Adolescent Suicide

Teen Suicide Concerns

No parent wants to think that their child may want to end his or her life. However, the fact is some adolescents reach a point in their lives when the burdens they carry become more than they can manage and they feel the only way of escape is death.

Suicide is the third-leading cause of death for individuals aged 10-24 years old. In 2003, 8% (approximately 1 million) adolescents attempted suicide, of whom 1,700 died. More than 1 in 10 high school   students have attempted suicide, and almost 20% of high school students have seriously considered suicide. Adolescent girls are four times more likely to attempt suicide than boys, but boys account for 81% of completed suicide. Boys tend to use more fatal methods of suicide such as firearms, while girls’ suicide attempts usually involve drug overdose.

Unfortunately, there is no one warning sign that parents can look for to indicate with certainty that their child is suicidal or is about to make an attempt. Some signs  parents may notice include hearing their teen excessively talking about committing suicide, dying, or disappearing. This would include writing such comments on homework assignments, in journals, or on social media formats like Facebook or Instagram. Suicidal adolescents may also express hopelessness and withdraw from family and friends, end close relationships, and give away personal possessions. Parents of suicidal teens may notice a drastic change in their child’s appearance, behavior, and personality characteristics, including not only becoming more depressed but also more erratic.

In recent years, parents have become increasingly concerned that if the media covers the suicide of an   adolescent in the news, other adolescents would be more likely to end their lives. This phenomenon is known as the “copycat effect.” Limited research indicates that adolescent suicide does appear to increase due to media coverage; however, this is most likely to occur only with adolescents who are already at higher risk for suicide. Explanations for this phenomenon include over-identification with the victim in the media story; a desire for the same type of public recognition and sympathy; or a sense of validation of their preexisting thoughts about attempting suicide.

If parents notice any of these warning signs or are concerned about their children’s behaviors, they should not wait to seek help.
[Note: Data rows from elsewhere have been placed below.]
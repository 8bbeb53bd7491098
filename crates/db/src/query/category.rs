//! Statements for the `categories` table.

use georecord_core::pagination::Page;

use super::{eq_or_any, keywords_or_any, nullable_eq_or_any, Binder, Composed};
use crate::models::filter::CategoryFilter;

pub const SUMMARY_COLUMNS: &str = "\
    c.id, c.name, c.description, c.external_id, c.table_name, c.geometry_type, \
    c.inactivated, c.managed_by, c.icon_path, c.created_by, c.created_at";

pub const FULL_COLUMNS: &str = "\
    c.id, c.name, c.description, c.comment, c.external_id, c.table_name, \
    c.geometry_type, c.inactivated, c.inactivated_time, c.inactivated_by, \
    c.inactivated_reason, c.managed_by, c.icon_path, c.more_data_schema, \
    c.created_at, c.created_by, c.last_modified_at, c.last_modified_by, \
    c.deleted, c.deleted_at, c.deleted_by";

pub fn get_sql() -> String {
    format!("SELECT {FULL_COLUMNS} FROM categories c WHERE c.id = $1 AND c.deleted = false")
}

fn predicates(b: &mut Binder, filter: &CategoryFilter) -> Result<String, sqlx::Error> {
    let keywords = b.bind(filter.keywords.clone())?;
    let created_by = b.bind(filter.created_by)?;
    let external_id = b.bind(filter.external_id)?;
    let inactivated = b.bind(filter.inactivated)?;
    Ok([
        keywords_or_any("c.text_search", &keywords),
        eq_or_any("c.created_by", &created_by),
        nullable_eq_or_any("c.external_id", &external_id, "int4"),
        eq_or_any("c.inactivated", &inactivated),
    ]
    .join(" AND "))
}

pub fn list(filter: &CategoryFilter, page: Page) -> Result<Composed, sqlx::Error> {
    let mut b = Binder::default();
    let predicates = predicates(&mut b, filter)?;
    let limit = b.bind(page.limit)?;
    let offset = b.bind(page.offset)?;
    Ok(b.finish(format!(
        "SELECT {SUMMARY_COLUMNS} FROM categories c \
         WHERE c.deleted = false AND {predicates} \
         ORDER BY c.name LIMIT {limit} OFFSET {offset}"
    )))
}

pub fn count(filter: &CategoryFilter) -> Result<Composed, sqlx::Error> {
    let mut b = Binder::default();
    let predicates = predicates(&mut b, filter)?;
    Ok(b.finish(format!(
        "SELECT COUNT(*) FROM categories c WHERE c.deleted = false AND {predicates}"
    )))
}

fn text_search() -> String {
    let config = georecord_core::search::SEARCH_CONFIG;
    format!(
        "to_tsvector('{config}', unaccent($1) || ' ' || coalesce(unaccent($2), ' ') || ' ' || coalesce(unaccent($3), ' '))"
    )
}

/// INSERT returning the new id. Binds: `$1` name, `$2` description,
/// `$3` comment, `$4` external_id, `$5` table_name, `$6` geometry_type,
/// `$7` managed_by, `$8` icon_path, `$9` more_data_schema, `$10` created_by.
pub fn insert_sql() -> String {
    format!(
        "INSERT INTO categories ( \
             name, description, comment, external_id, table_name, geometry_type, \
             managed_by, icon_path, more_data_schema, created_by, created_at, text_search \
         ) VALUES ($1, $2, $3, $4, $5, $6, $7, $8, $9, $10, CURRENT_TIMESTAMP, {}) \
         RETURNING id",
        text_search()
    )
}

/// UPDATE. Binds `$1..$9` as for INSERT, then `$10` inactivated,
/// `$11` inactivated_time, `$12` inactivated_by, `$13` inactivated_reason,
/// `$14` last_modified_by, `$15` id.
pub fn update_sql() -> String {
    format!(
        "UPDATE categories SET \
             name = $1, description = $2, comment = $3, external_id = $4, \
             table_name = $5, geometry_type = $6, managed_by = $7, icon_path = $8, \
             more_data_schema = $9, inactivated = $10, inactivated_time = $11, \
             inactivated_by = $12, inactivated_reason = $13, \
             last_modified_by = $14, last_modified_at = CURRENT_TIMESTAMP, \
             text_search = {} \
         WHERE id = $15 AND deleted = false",
        text_search()
    )
}

#[cfg(test)]
mod tests {
    use super::*;

    #[test]
    fn list_orders_by_name() {
        let q = list(&CategoryFilter::default(), Page::categories(None, None)).unwrap();
        assert_eq!(q.bound, 6);
        assert!(q.sql.ends_with("ORDER BY c.name LIMIT $5 OFFSET $6"));
    }

    #[test]
    fn nullable_external_id_does_not_hide_rows_without_one() {
        let q = count(&CategoryFilter::default()).unwrap();
        assert_eq!(q.bound, 4);
        assert!(q.sql.contains("($3::int4 IS NULL OR c.external_id = $3)"));
    }

    #[test]
    fn keyword_predicate_uses_search_vector() {
        let q = count(&CategoryFilter {
            keywords: Some("réseau".into()),
            ..Default::default()
        })
        .unwrap();
        assert!(q.sql.contains("c.text_search @@ plainto_tsquery('french', unaccent($1))"));
        assert!(!q.sql.contains("réseau"));
    }

    #[test]
    fn insert_returns_generated_id() {
        assert!(insert_sql().ends_with("RETURNING id"));
    }
}
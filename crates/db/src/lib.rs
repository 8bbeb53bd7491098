use sqlx::postgres::PgPoolOptions;

pub mod entity;
pub mod models;
pub mod query;
pub mod repositories;
pub mod service;
pub mod store;

pub type DbPool = sqlx::PgPool;

/// Create a connection pool from a database URL.
pub async fn create_pool(database_url: &str, max_connections: u32) -> Result<DbPool, sqlx::Error> {
    PgPoolOptions::new()
        .max_connections(max_connections)
        .connect(database_url)
        .await
}

/// Verify the database connection is alive.
pub async fn health_check(pool: &DbPool) -> Result<(), sqlx::Error> {
    sqlx::query_scalar::<_, i32>("SELECT 1")
        .fetch_one(pool)
        .await
        .map(|_| ())
}

/// PostgreSQL server version string, reported by the readiness endpoint.
pub async fn server_version(pool: &DbPool) -> Result<String, sqlx::Error> {
    sqlx::query_scalar::<_, String>("SHOW server_version")
        .fetch_one(pool)
        .await
}

/// Apply pending migrations from `db/migrations`.
pub async fn run_migrations(pool: &DbPool) -> Result<(), sqlx::migrate::MigrateError> {
    sqlx::migrate!("../../db/migrations").run(pool).await
}
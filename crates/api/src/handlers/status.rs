//! Handler for the caller's token status.

use axum::Json;

use crate::auth::jwt::Claims;
use crate::middleware::auth::AuthUser;

/// GET /api/v1/status
///
/// Echoes the validated claims of the calling token, extra claims included.
pub async fn get_status(user: AuthUser) -> Json<Claims> {
    tracing::info!(
        user_id = user.user_id,
        login = %user.claims.login,
        extra_claims = user.claims.extra.len(),
        "Token status requested",
    );
    Json(user.claims)
}
use axum::extract::State;
use axum::http::StatusCode;
use axum::{routing::get, Json, Router};
use serde::Serialize;

use crate::state::AppState;

/// Health check response payload.
#[derive(Serialize)]
pub struct HealthResponse {
    /// `ok` or `degraded`.
    pub status: &'static str,
    /// Crate version from Cargo.toml.
    pub version: &'static str,
    pub db_healthy: bool,
}

/// Readiness response payload.
#[derive(Serialize)]
pub struct ReadinessResponse {
    /// `ready` or `unavailable`.
    pub status: &'static str,
    #[serde(skip_serializing_if = "Option::is_none")]
    pub db_version: Option<String>,
}

/// Build metadata served by `/app-info`.
#[derive(Serialize)]
pub struct AppInfoResponse {
    pub name: &'static str,
    pub version: &'static str,
    pub repository: &'static str,
}

/// GET /health -- returns service and database health.
async fn health_check(State(state): State<AppState>) -> Json<HealthResponse> {
    let db_healthy = match georecord_db::health_check(&state.pool).await {
        Ok(()) => true,
        Err(e) => {
            tracing::warn!(error = %e, "Database health check failed");
            false
        }
    };

    Json(HealthResponse {
        status: if db_healthy { "ok" } else { "degraded" },
        version: env!("CARGO_PKG_VERSION"),
        db_healthy,
    })
}

/// GET /readiness -- 200 once the database answers, 503 otherwise.
async fn readiness(State(state): State<AppState>) -> (StatusCode, Json<ReadinessResponse>) {
    match georecord_db::server_version(&state.pool).await {
        Ok(version) => (
            StatusCode::OK,
            Json(ReadinessResponse {
                status: "ready",
                db_version: Some(version),
            }),
        ),
        Err(e) => {
            tracing::warn!(error = %e, "Readiness check failed");
            (
                StatusCode::SERVICE_UNAVAILABLE,
                Json(ReadinessResponse {
                    status: "unavailable",
                    db_version: None,
                }),
            )
        }
    }
}

/// GET /app-info
async fn app_info() -> Json<AppInfoResponse> {
    Json(AppInfoResponse {
        name: env!("CARGO_PKG_NAME"),
        version: env!("CARGO_PKG_VERSION"),
        repository: env!("CARGO_PKG_REPOSITORY"),
    })
}

/// Mount health check routes (root level, not under `/api/v1`, no auth).
pub fn router() -> Router<AppState> {
    Router::new()
        .route("/health", get(health_check))
        .route("/readiness", get(readiness))
        .route("/app-info", get(app_info))
}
Parents should take every suicidal threat or warning sign seriously. If the threat is imminent, parents should seek immediate psychiatric care by taking their child to the emergency room or calling a crisis hotline such as the National Suicide Prevention Lifeline (1-800-273-8255). They should also seek outpatient therapy such as that offered at Perspectives Of Troy Counseling Centers.

Parents should not be afraid to talk to their children about suicide. They should be supportive of their teens and not belittle their feelings or treat them in a dismissive or degrading manner because of their suicidal thoughts. Listen closely to them, assure them that suicide is not their only option, and then take the proper steps to get them the help they need.